Kurz nach dem Angriff Russlands gegen die Ukraine 2022 hat ein ehemaliger lettischer Militärpfarrer eine Aktion gestartet. Christinnen und Christen sammeln monatlich Kleidung, Medikamente, Lebensmittel, Babynahrung, Hygieneartikeln für die Menschen in der Ukraine.
Regelmäßig bringen der Pfarrer, seine Frau und weitere Freiwillige in Transportern die Sachen aus Lettland in die Ukraine. Tausende von Kilometern Fahrstrecke in gefährlicher Umgebung. Von den Anstrengungen ist dem lettischen Kollegen und seiner Frau nichts anzumerken. Stattdessen großer Tatendrang und Hoffnung.
An einer Stelle strahlt die Pfarrfrau besonders. Sie erzählt, wie sie Kinder aus der Ukraine nach Lettland zu einem mehrwöchigen Sommercamp einladen. Die Kinder verändern sich während dieser Wochen sichtbar. Anfangs sind sie verschreckt, blass, still. Dann nach einigen Tagen erhellen sich ihre Gesichter. Sie leben auf, fangen an, übermütig zu spielen. Sie lachen abends am Lagerfeuer. Am Ende des Tages fallen sie ins Bett und schlafen tief und fest.
Die Pfarrfrau sagt: "Wissen Sie, was die Kinder besonders schön finden? Sie blicken in den Himmel und er ist ruhig. Keine Flugzeuge mit Bomben, keine Raketen, keine Drohnen. Sie schauen in den Himmel und müssen keine Angst haben. Das merken sie nach einigen Tagen. Daher kommen der Übermut und die ausgelassenen Spiele."
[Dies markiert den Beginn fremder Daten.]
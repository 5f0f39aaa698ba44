//! Application configuration
//!
//! Stored as JSON at `<config dir>/sublayer/config.json`. Missing files
//! and missing fields fall back to defaults.

use std::path::{Path, PathBuf};

use serde::{Deserialize, Serialize};

use crate::engine::ExportFormat;
use crate::error::{Result, SublayerError};
use crate::speech::COQUI_DEFAULT_MODEL;

/// Which speech engine to use
#[derive(Debug, Clone, Copy, PartialEq, Eq, Default, Serialize, Deserialize)]
#[serde(rename_all = "lowercase")]
pub enum SynthEngine {
    #[default]
    Espeak,
    Coqui,
    Tone,
    Command,
}

impl std::str::FromStr for SynthEngine {
    type Err = SublayerError;

    fn from_str(s: &str) -> Result<Self> {
        match s.to_ascii_lowercase().as_str() {
            "espeak" | "espeak-ng" => Ok(Self::Espeak),
            "coqui" | "tts" => Ok(Self::Coqui),
            "tone" => Ok(Self::Tone),
            "command" => Ok(Self::Command),
            other => Err(SublayerError::Config {
                reason: format!("unknown speech engine '{}'", other),
            }),
        }
    }
}

/// Program and argument template for a custom speech engine
#[derive(Debug, Clone, PartialEq, Eq, Serialize, Deserialize)]
pub struct CommandTemplate {
    pub program: String,
    /// `{text}` and `{output}` are substituted per call
    pub args: Vec<String>,
}

#[derive(Debug, Clone, PartialEq, Serialize, Deserialize)]
#[serde(default)]
pub struct SynthConfig {
    pub engine: SynthEngine,
    /// espeak-ng voice, e.g. "en-us"
    pub voice: Option<String>,
    pub coqui_model: String,
    pub command: Option<CommandTemplate>,
}

impl Default for SynthConfig {
    fn default() -> Self {
        Self {
            engine: SynthEngine::default(),
            voice: None,
            coqui_model: COQUI_DEFAULT_MODEL.to_string(),
            command: None,
        }
    }
}

#[derive(Debug, Clone, PartialEq, Serialize, Deserialize)]
#[serde(default)]
pub struct ExportConfig {
    pub bit_depth: u16,
    /// Resample on export; `None` keeps the speech engine's rate
    pub sample_rate: Option<u32>,
}

impl Default for ExportConfig {
    fn default() -> Self {
        let format = ExportFormat::default();
        Self {
            bit_depth: format.bit_depth,
            sample_rate: format.sample_rate,
        }
    }
}

impl ExportConfig {
    pub fn format(&self) -> ExportFormat {
        ExportFormat::new(self.sample_rate, self.bit_depth)
    }
}

/// Top-level configuration
#[derive(Debug, Clone, Default, PartialEq, Serialize, Deserialize)]
#[serde(default)]
pub struct AppConfig {
    pub synth: SynthConfig,
    pub export: ExportConfig,
}

impl AppConfig {
    /// Load from `path`, or defaults when the file does not exist
    pub fn load(path: &Path) -> Result<Self> {
        if !path.exists() {
            tracing::debug!(path = %path.display(), "no config file, using defaults");
            return Ok(Self::default());
        }

        let text = std::fs::read_to_string(path)?;
        let config = serde_json::from_str(&text).map_err(|e| SublayerError::Config {
            reason: format!("{}: {}", path.display(), e),
        })?;
        tracing::info!(path = %path.display(), "loaded config");
        Ok(config)
    }

    pub fn save(&self, path: &Path) -> Result<()> {
        if let Some(parent) = path.parent() {
            std::fs::create_dir_all(parent)?;
        }
        let json = serde_json::to_string_pretty(self)?;
        std::fs::write(path, json)?;
        Ok(())
    }
}

/// `<config dir>/sublayer/config.json`, if the platform has a config dir
pub fn default_config_path() -> Option<PathBuf> {
    dirs::config_dir().map(|dir| dir.join("sublayer").join("config.json"))
}

#[cfg(test)]
mod tests {
    use super::*;
    use tempfile::tempdir;

    #[test]
    fn test_missing_file_gives_defaults() {
        let dir = tempdir().unwrap();
        let config = AppConfig::load(&dir.path().join("none.json")).unwrap();
        assert_eq!(config, AppConfig::default());
        assert_eq!(config.synth.engine, SynthEngine::Espeak);
        assert_eq!(config.export.bit_depth, 16);
    }

    #[test]
    fn test_partial_file_fills_defaults() {
        let dir = tempdir().unwrap();
        let path = dir.path().join("config.json");
        std::fs::write(&path, r#"{ "synth": { "engine": "coqui" } }"#).unwrap();

        let config = AppConfig::load(&path).unwrap();
        assert_eq!(config.synth.engine, SynthEngine::Coqui);
        assert_eq!(config.synth.coqui_model, COQUI_DEFAULT_MODEL);
        assert_eq!(config.export, ExportConfig::default());
    }

    #[test]
    fn test_save_and_reload() {
        let dir = tempdir().unwrap();
        let path = dir.path().join("nested").join("config.json");

        let mut config = AppConfig::default();
        config.synth.engine = SynthEngine::Command;
        config.synth.command = Some(CommandTemplate {
            program: "piper".to_string(),
            args: vec!["--output_file".to_string(), "{output}".to_string()],
        });
        config.export.bit_depth = 24;
        config.save(&path).unwrap();

        assert_eq!(AppConfig::load(&path).unwrap(), config);
    }

    #[test]
    fn test_malformed_file_is_config_error() {
        let dir = tempdir().unwrap();
        let path = dir.path().join("config.json");
        std::fs::write(&path, "{ not json").unwrap();
        assert!(matches!(
            AppConfig::load(&path),
            Err(SublayerError::Config { .. })
        ));
    }

    #[test]
    fn test_engine_from_str() {
        assert_eq!("espeak-ng".parse::<SynthEngine>().unwrap(), SynthEngine::Espeak);
        assert_eq!("TONE".parse::<SynthEngine>().unwrap(), SynthEngine::Tone);
        assert!("festival".parse::<SynthEngine>().is_err());
    }
}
Ein Himmel, von dem keine Gefahr droht. Ein weiter Raum, in dem man sich austoben kann. In einem Psalm steht: "Gott, du übergibst mich nicht in die Hände des Feindes; du stellst meine Füße auf weiten Raum." (Psalm 30,9) Ja, das brauchen wir. Das brauchen die Menschen in der Ukraine. Das brauchen wir in jedem Teil dieser Welt. Gut, dass es Christinnen und Christen sowie andere Engagierte gibt, die für Menschen in Bedrängnis Freiräume schaffen. Damit sie frei von Angst zum Himmel schauen können.